Damit wir nicht in jene berühmte niaiserie allemande verfallen, welche den Namen Kants unsterblich gemacht hat (er antwortete sich auf die Frage —): man habe ein Vermögen dazu
Ein Wesen, das nicht getäuscht sein will, ist noch lange nicht ein solches, welches nicht t[äuschen] will, läßt sich gemeinhin gerne betrügen.

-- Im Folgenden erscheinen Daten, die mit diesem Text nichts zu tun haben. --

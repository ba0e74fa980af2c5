//! News Store: the daily news cache behind a trait.
//!
//! `PgNewsStore` persists to the `daily_news` table. `MemoryNewsStore` keeps the
//! same data in process and is used when no `DATABASE_URL` is configured.

use std::collections::BTreeMap;

use async_trait::async_trait;
use chrono::NaiveDate;
use sqlx::PgPool;
use tokio::sync::RwLock;
use uuid::Uuid;

use crate::errors::AppError;
use crate::models::news::{DailyNewsRow, NewsItem};

#[async_trait]
pub trait NewsStore: Send + Sync {
    async fn has_news_for(&self, date: NaiveDate) -> Result<bool, AppError>;

    /// Items of the most recent stored day, if any day is stored.
    async fn latest(&self) -> Result<Option<(NaiveDate, Vec<NewsItem>)>, AppError>;

    /// Removes every day strictly before `date`. Returns the number of items removed.
    async fn delete_before(&self, date: NaiveDate) -> Result<u64, AppError>;

    /// Stores `items` under `date`, assigning fresh ids. Returns the number stored.
    async fn insert(&self, date: NaiveDate, items: &[NewsItem]) -> Result<usize, AppError>;

    /// "postgres" | "memory", for logs.
    fn backend(&self) -> &'static str;
}

// ────────────────────────────────────────────────────────────────────────────
// Postgres
// ────────────────────────────────────────────────────────────────────────────

pub struct PgNewsStore {
    pool: PgPool,
}

impl PgNewsStore {
    pub fn new(pool: PgPool) -> Self {
        Self { pool }
    }
}

#[async_trait]
impl NewsStore for PgNewsStore {
    async fn has_news_for(&self, date: NaiveDate) -> Result<bool, AppError> {
        let exists: bool =
            sqlx::query_scalar("SELECT EXISTS(SELECT 1 FROM daily_news WHERE news_date = $1)")
                .bind(date)
                .fetch_one(&self.pool)
                .await?;
        Ok(exists)
    }

    async fn latest(&self) -> Result<Option<(NaiveDate, Vec<NewsItem>)>, AppError> {
        let latest_date: Option<NaiveDate> =
            sqlx::query_scalar("SELECT MAX(news_date) FROM daily_news")
                .fetch_one(&self.pool)
                .await?;
        let Some(date) = latest_date else {
            return Ok(None);
        };

        let rows = sqlx::query_as::<_, DailyNewsRow>(
            "SELECT * FROM daily_news WHERE news_date = $1 ORDER BY publish_date DESC, created_at",
        )
        .bind(date)
        .fetch_all(&self.pool)
        .await?;

        Ok(Some((date, rows.into_iter().map(NewsItem::from).collect())))
    }

    async fn delete_before(&self, date: NaiveDate) -> Result<u64, AppError> {
        let result = sqlx::query("DELETE FROM daily_news WHERE news_date < $1")
            .bind(date)
            .execute(&self.pool)
            .await?;
        Ok(result.rows_affected())
    }

    async fn insert(&self, date: NaiveDate, items: &[NewsItem]) -> Result<usize, AppError> {
        let mut tx = self.pool.begin().await?;
        for item in items {
            sqlx::query(
                r#"
                INSERT INTO daily_news
                    (id, news_date, title, company, industry, category,
                     amount, investors, publish_date, content, thumbnail)
                VALUES ($1, $2, $3, $4, $5, $6, $7, $8, $9, $10, $11)
                "#,
            )
            .bind(Uuid::new_v4())
            .bind(date)
            .bind(&item.title)
            .bind(&item.company)
            .bind(&item.industry)
            .bind(&item.category)
            .bind(&item.amount)
            .bind(&item.investors)
            .bind(&item.publish_date)
            .bind(&item.content)
            .bind(&item.thumbnail)
            .execute(&mut *tx)
            .await?;
        }
        tx.commit().await?;
        Ok(items.len())
    }

    fn backend(&self) -> &'static str {
        "postgres"
    }
}

// ────────────────────────────────────────────────────────────────────────────
// In-memory
// ────────────────────────────────────────────────────────────────────────────

#[derive(Default)]
pub struct MemoryNewsStore {
    days: RwLock<BTreeMap<NaiveDate, Vec<NewsItem>>>,
}

impl MemoryNewsStore {
    pub fn new() -> Self {
        Self::default()
    }
}

#[async_trait]
impl NewsStore for MemoryNewsStore {
    async fn has_news_for(&self, date: NaiveDate) -> Result<bool, AppError> {
        Ok(self
            .days
            .read()
            .await
            .get(&date)
            .is_some_and(|items| !items.is_empty()))
    }

    async fn latest(&self) -> Result<Option<(NaiveDate, Vec<NewsItem>)>, AppError> {
        Ok(self
            .days
            .read()
            .await
            .iter()
            .rev()
            .find(|(_, items)| !items.is_empty())
            .map(|(date, items)| (*date, items.clone())))
    }

    async fn delete_before(&self, date: NaiveDate) -> Result<u64, AppError> {
        let mut days = self.days.write().await;
        let kept = days.split_off(&date);
        let removed = days.values().map(|items| items.len() as u64).sum();
        *days = kept;
        Ok(removed)
    }

    async fn insert(&self, date: NaiveDate, items: &[NewsItem]) -> Result<usize, AppError> {
        let stored = items.iter().cloned().map(|mut item| {
            item.id = Uuid::new_v4().to_string();
            item
        });
        self.days
            .write()
            .await
            .entry(date)
            .or_default()
            .extend(stored);
        Ok(items.len())
    }

    fn backend(&self) -> &'static str {
        "memory"
    }
}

["niaiserie allemande" in Nietzsche's Library:
"niaiserie allemande"
Prosper Mérimée, Lettres à une inconnue. Précédées d'une étude sur Mérimée par H. Taine. Vol. 1. Paris: Michel Lévy Frères, 1874, 328:
"[Goethe's Wilhelm Meister] est un étrange livre, où les plus belles choses du monde alternent avec les enfantillages les plus ridicules. Dans tout ce qu’a fait Goethe, il y a un mélange de génie et de niaiserie allemande des plus singuliers: se moquait — il de lui-même ou des autres?" ([Goethe's Wilhelm Meister] is a strange book, where the most beautiful things in the world alternate with the most ridiculous childish behavior. In everything Goethe produces, there is the most remarkable mixture of genius and German inanity: poking fun at — himself or others?)
"Deutscher Niaiserie"
Arthur Schopenhauer, "Kritik der Kantischen Philosophie." In: Arthur Schopenhauer's sämmtliche Werke. Hrsg. von Julius Frauenstädt. Bd. 2, 1: Die Welt als Wille und Vorstellung. Erster Band. Vier Bücher, nebst einem Anhange, der die Kritik der Kantischen Philosophie enthält. Leipzig: Brockhaus, 1873, 508:
"Jedoch die größte Frechheit im Auftischen haaren Unsinns, im Zusammenschmieren sinnleerer, rasender Wortgeflechte, wie man sie bis dahin nur in Tollhäuser vernommen hatte, trat endlich im Hegel auf und wurde das Werkzeug der plumpesten allgemeinen Mystifikation, die je gewesen, mit einem Erfolg, welcher der Nachwelt fabelhaft erscheinen und ein Denkmal Deutscher Niaiserie bleiben wird." (However, the greatest piece of impertinence in dishing out sheer nonsense, in combination with frantic tangles of meaningless words, the likes of which had been heard up to then only in madhouses, finally appeared in Hegel, and became the tool of the crudest general mystification that has ever been, with a result that will appear fabulous to posterity and remain a monument to German niaiserie.)]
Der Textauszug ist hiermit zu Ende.